The 5 Symptoms of Dementia and Early Warning Signs
December 06, 20224 min read
From age 50 on, it’s not unusual to have occasional trouble finding the right word or remembering where you put things.
But persistent difficulty with memory, cognition and ability to perform everyday tasks might be signs of something more serious.
What is dementia?
Dementia isn’t actually a disease, according to the Mayo Clinic. It’s a catch-all term for changes in the brain that cause a loss of functioning that interferes with daily life. It can diminish focus, the ability to pay attention, language skills, problem-solving and visual perception. Dementia can also make it difficult for a person to control his or her emotions and can even lead to personality changes.
Roughly 6.5 million Americans are living with Alzheimer’s disease, the most common type of dementia, though many experts say that number is probably higher. And its prevalence is projected to reach nearly 13 million by 2050, according to a 2022 report from the Alzheimer's Association. Globally, over 55 million people have dementia, the World Health Organization estimates.
Diseases that cause dementia
These conditions are the leading causes of dementia.
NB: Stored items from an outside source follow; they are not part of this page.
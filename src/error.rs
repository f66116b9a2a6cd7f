// Errores del generador de horarios.

use chrono::NaiveTime;
use thiserror::Error;

use crate::models::{Day, SectionId};

/// Error de una petición de generación. Toda validación ocurre antes de
/// empezar la búsqueda; nada dentro de la búsqueda es recuperable.
#[derive(Debug, Clone, PartialEq, Error)]
pub enum GeneratorError {
    /// `groups` mal formado o identificadores que no existen.
    #[error("invalid input: {0}")]
    InvalidInput(String),

    /// Opción ausente o con un valor que no pasa su validador.
    #[error("invalid value for option '{key}': {reason}")]
    InvalidOption { key: String, reason: String },

    /// Franja con `start >= end` entregada por el colaborador de datos.
    #[error("invalid timeslot {day} {start}-{end}: start must be before end")]
    InvalidTimeslot { day: Day, start: NaiveTime, end: NaiveTime },

    /// Búsqueda cancelada (token o deadline). Distinto de "sin resultados".
    #[error("search aborted after exploring {explored} nodes")]
    SearchAborted { explored: u64 },

    #[error("invalid configuration: {0}")]
    Config(String),
}

impl GeneratorError {
    pub fn option(key: &str, reason: impl Into<String>) -> Self {
        GeneratorError::InvalidOption { key: key.to_string(), reason: reason.into() }
    }
}

/// Errores del colaborador que materializa secciones.
#[derive(Debug, Clone, PartialEq, Error)]
pub enum ResolveError {
    #[error("section {0} not found")]
    NotFound(SectionId),

    #[error("catalog error: {0}")]
    Catalog(String),
}

impl From<ResolveError> for GeneratorError {
    fn from(e: ResolveError) -> Self {
        GeneratorError::InvalidInput(e.to_string())
    }
}

pub type Result<T> = std::result::Result<T, GeneratorError>;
Many patients have mixed dementia, a combination of two or more types, such as Alzheimer’s and vascular dementia.
- Alzheimer’s disease. Alzheimer’s is characterized by amyloid plaques and tangled fibers in the brain and by a loss of connections between nerve cells. Damage initially appears in the hippocampus, an area of the brain involved in memory formation, and gradually spreads.
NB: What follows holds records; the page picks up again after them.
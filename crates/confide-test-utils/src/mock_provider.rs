// SPDX-FileCopyrightText: 2026 Confide Contributors
// SPDX-License-Identifier: MIT OR Apache-2.0

//! Scripted completion provider for deterministic testing.
//!
//! `MockProvider` replays queued stream scripts and completion results and
//! counts every upstream call, so tests can assert how many generations a
//! single turn actually started.

use std::collections::VecDeque;
use std::sync::Arc;
use std::sync::atomic::{AtomicUsize, Ordering};
use std::time::Duration;

use async_trait::async_trait;
use futures::StreamExt;
use futures::stream;
use tokio::sync::Mutex;

use confide_core::{
    AdapterType, CompletionProvider, ConfideError, HealthStatus, PluginAdapter, ProviderRequest,
    ProviderResponse, TokenStream,
};

/// How one `stream` call behaves.
#[derive(Debug, Clone, Default)]
pub struct StreamScript {
    /// Fragments emitted in order.
    pub fragments: Vec<String>,
    /// Error raised after the last fragment, if any.
    pub fail_with: Option<String>,
    /// Fail the `stream` call itself instead of returning a stream.
    pub open_error: Option<String>,
    /// Pause before each fragment.
    pub delay: Option<Duration>,
    /// Pause inside the `stream` call before it returns.
    pub open_delay: Option<Duration>,
}

impl StreamScript {
    /// Emit each fragment, then finish normally.
    pub fn fragments<S: Into<String>>(fragments: impl IntoIterator<Item = S>) -> Self {
        Self {
            fragments: fragments.into_iter().map(Into::into).collect(),
            ..Self::default()
        }
    }

    /// Emit each fragment, then fail with `message`.
    pub fn failing<S: Into<String>>(
        fragments: impl IntoIterator<Item = S>,
        message: impl Into<String>,
    ) -> Self {
        Self {
            fail_with: Some(message.into()),
            ..Self::fragments(fragments)
        }
    }

    /// Reject the request before any fragment is produced.
    pub fn open_failure(message: impl Into<String>) -> Self {
        Self {
            open_error: Some(message.into()),
            ..Self::default()
        }
    }

    /// Sleep `delay` before every fragment.
    pub fn with_delay(mut self, delay: Duration) -> Self {
        self.delay = Some(delay);
        self
    }

    /// Sleep `delay` before the stream is handed back.
    pub fn with_open_delay(mut self, delay: Duration) -> Self {
        self.open_delay = Some(delay);
        self
    }
}

/// A mock provider that returns pre-configured streams and completions.
///
/// When a queue is empty, `stream` yields `["mock ", "response"]` and
/// `complete` returns `"mock response"`.
#[derive(Default)]
pub struct MockProvider {
    streams: Mutex<VecDeque<StreamScript>>,
    completions: Mutex<VecDeque<Result<String, String>>>,
    stream_requests: Mutex<Vec<ProviderRequest>>,
    complete_requests: Mutex<Vec<ProviderRequest>>,
    stream_calls: AtomicUsize,
    complete_calls: AtomicUsize,
    fragments_emitted: Arc<AtomicUsize>,
}

impl MockProvider {
    pub fn new() -> Self {
        Self::default()
    }

    /// Create a provider whose streams replay `scripts` in order.
    pub fn with_streams(scripts: Vec<StreamScript>) -> Self {
        Self {
            streams: Mutex::new(VecDeque::from(scripts)),
            ..Self::default()
        }
    }

    pub async fn push_stream(&self, script: StreamScript) {
        self.streams.lock().await.push_back(script);
    }

    /// Queue a successful `complete` result.
    pub async fn push_completion(&self, text: impl Into<String>) {
        self.completions.lock().await.push_back(Ok(text.into()));
    }

    /// Queue a failing `complete` result.
    pub async fn push_completion_error(&self, message: impl Into<String>) {
        self.completions.lock().await.push_back(Err(message.into()));
    }

    /// Number of upstream generations started through `stream`.
    pub fn stream_calls(&self) -> usize {
        self.stream_calls.load(Ordering::SeqCst)
    }

    pub fn complete_calls(&self) -> usize {
        self.complete_calls.load(Ordering::SeqCst)
    }

    /// Fragments actually pulled out of the upstream streams so far.
    pub fn fragments_emitted(&self) -> usize {
        self.fragments_emitted.load(Ordering::SeqCst)
    }

    pub async fn stream_requests(&self) -> Vec<ProviderRequest> {
        self.stream_requests.lock().await.clone()
    }

    pub async fn complete_requests(&self) -> Vec<ProviderRequest> {
        self.complete_requests.lock().await.clone()
    }

    /// `complete` requests whose prompt starts with `prefix`.
    pub async fn complete_requests_starting_with(&self, prefix: &str) -> usize {
        self.complete_requests
            .lock()
            .await
            .iter()
            .filter(|r| r.messages.first().is_some_and(|m| m.content.starts_with(prefix)))
            .count()
    }
}

#[async_trait]
impl PluginAdapter for MockProvider {
    fn name(&self) -> &str {
        "mock-provider"
    }

    fn version(&self) -> semver::Version {
        semver::Version::new(0, 1, 0)
    }

    fn adapter_type(&self) -> AdapterType {
        AdapterType::Provider
    }

    async fn health_check(&self) -> Result<HealthStatus, ConfideError> {
        Ok(HealthStatus::Healthy)
    }

    async fn shutdown(&self) -> Result<(), ConfideError> {
        Ok(())
    }
}

#[async_trait]
impl CompletionProvider for MockProvider {
    async fn complete(&self, request: ProviderRequest) -> Result<ProviderResponse, ConfideError> {
        self.complete_calls.fetch_add(1, Ordering::SeqCst);
        self.complete_requests.lock().await.push(request);

        let next = self
            .completions
            .lock()
            .await
            .pop_front()
            .unwrap_or_else(|| Ok("mock response".to_string()));
        match next {
            Ok(content) => Ok(ProviderResponse { content }),
            Err(message) => Err(ConfideError::provider(message)),
        }
    }

    async fn stream(&self, request: ProviderRequest) -> Result<TokenStream, ConfideError> {
        self.stream_calls.fetch_add(1, Ordering::SeqCst);
        self.stream_requests.lock().await.push(request);

        let script = self
            .streams
            .lock()
            .await
            .pop_front()
            .unwrap_or_else(|| StreamScript::fragments(["mock ", "response"]));

        if let Some(delay) = script.open_delay {
            tokio::time::sleep(delay).await;
        }

        if let Some(message) = script.open_error {
            return Err(ConfideError::provider(message));
        }

        let mut items: Vec<Result<String, ConfideError>> =
            script.fragments.into_iter().map(Ok).collect();
        if let Some(message) = script.fail_with {
            items.push(Err(ConfideError::provider(message)));
        }

        let delay = script.delay;
        let emitted = Arc::clone(&self.fragments_emitted);
        let stream = stream::iter(items).then(move |item| {
            let emitted = Arc::clone(&emitted);
            async move {
                if let Some(delay) = delay {
                    tokio::time::sleep(delay).await;
                }
                if item.is_ok() {
                    emitted.fetch_add(1, Ordering::SeqCst);
                }
                item
            }
        });
        Ok(Box::pin(stream))
    }
}

#[cfg(test)]
mod tests {
    use super::*;
    use futures::StreamExt;

    fn request() -> ProviderRequest {
        ProviderRequest {
            model: "test-model".to_string(),
            messages: vec![],
            max_tokens: 100,
        }
    }

    #[tokio::test]
    async fn default_stream_when_queue_empty() {
        let provider = MockProvider::new();
        let fragments: Vec<String> = provider
            .stream(request())
            .await
            .unwrap()
            .map(|r| r.unwrap())
            .collect()
            .await;
        assert_eq!(fragments.concat(), "mock response");
        assert_eq!(provider.stream_calls(), 1);
        assert_eq!(provider.fragments_emitted(), 2);
    }

    #[tokio::test]
    async fn failing_script_errors_after_fragments() {
        let provider =
            MockProvider::with_streams(vec![StreamScript::failing(["a", "b", "c"], "cut off")]);
        let items: Vec<_> = provider.stream(request()).await.unwrap().collect().await;
        assert_eq!(items.len(), 4);
        assert!(items[..3].iter().all(|r| r.is_ok()));
        assert!(matches!(items[3], Err(ConfideError::Provider { .. })));
    }

    #[tokio::test]
    async fn open_failure_rejects_the_call() {
        let provider = MockProvider::with_streams(vec![StreamScript::open_failure("refused")]);
        assert!(provider.stream(request()).await.is_err());
        assert_eq!(provider.stream_calls(), 1);
    }

    #[tokio::test]
    async fn completions_replay_in_order_then_default() {
        let provider = MockProvider::new();
        provider.push_completion("first").await;
        provider.push_completion_error("overloaded").await;

        assert_eq!(provider.complete(request()).await.unwrap().content, "first");
        assert!(provider.complete(request()).await.is_err());
        assert_eq!(
            provider.complete(request()).await.unwrap().content,
            "mock response"
        );
        assert_eq!(provider.complete_calls(), 3);
    }
}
- Vascular dementia. The second most common type of dementia results from damage to the vessels that supply blood to the brain. It tends to affect focus, organization, problem-solving and speed of thinking more noticeably than memory.
- Lewy body dementia. Abnormal protein deposits in the brain, called Lewy bodies, affect brain chemistry and lead to problems with behavior, mood, movement and thinking.
- Frontotemporal disorders. Degenerative damage to the brain’s frontal and temporal lobes is the most common cause of dementia in people age 65 and younger. Symptoms might include apathy; difficulty communicating, walking or working; emotional changes; and impulsive or inappropriate behaviors.
If someone is showing signs of dementia, it’s important to see a medical expert who can conduct tests and come up with a diagnosis. Several, often treatable, conditions — from infections to a vitamin deficiency — can cause dementia-like symptoms, so it’s necessary to rule them out first.
If it is dementia, you’ll want to plan how you will manage care, especially as the condition progresses.
5 warning signs of dementia
Here are some symptoms to watch for:
1. Difficulty with everyday tasks. Everyone makes mistakes, but people with dementia may find it increasingly difficult to do things like keep track of monthly bills or follow a recipe while cooking, the Alzheimer’s Association says. They may also find it hard to concentrate on tasks, take much longer to do them or have trouble finishing them.
2. Repetition. Asking a question over and over or telling the same story about a recent event multiple times are common indicators of mild or moderate Alzheimer's, according to the Cleveland Clinic.
3. Communication problems. Observe if a loved one has trouble joining in conversations or following along with them, stops abruptly in the middle of a thought or struggles to think of words or the name of objects.
4. Getting lost. People with dementia may have difficulty with visual and spatial abilities. That can manifest itself in problems like getting lost while driving, according to the Mayo Clinic.
5. Confusion about time and place. If someone forgets where they are or can’t remember how they got there, that's a red flag . Another worrisome sign is disorientation about time — for example, routinely forgetting what day of the week it is, says Jason Karlawish, M.D., a neurologist and professor of medicine at the University of Pennsylvania Perelman School of Medicine and codirector of the Penn Memory Center.
Some people who experience memory loss or have difficulty with attention, decision-making language or reasoning may have a condition known as mild cognitive impairment (MCI). The condition causes a noticeable decline, but the changes are less severe than with dementia and a person can still perform normal daily activities, according to the Cleveland Clinic.
People with MCI are at an increased risk of developing dementia.
Where can you find help?
When your loved one is displaying troubling symptoms, a trip to their local GP is often the first step. But to get a definitive diagnosis, you’ll need to see a specialist such as a neurologist, geriatrician or geriatric psychiatrist.
If you can’t find one, the National Institute on Ageing recommends contacting the neurology department of a nearby medical school. Some hospitals also have clinics that focus on dementia.
Specialists will want to know about the patient’s medical history and habits (Do they exercise? Are they a smoker?) as well as their family medical history.
Recent research suggests that a prevalence among even members of your extended family can increase your dementia risk. And modifiable factors like high blood pressure, smoking, diabetes and insufficient physical activity can increase a person’s risk for dementia.
Doctors also will conduct physical and neurological exams to rule out other treatable causes for dementia symptoms.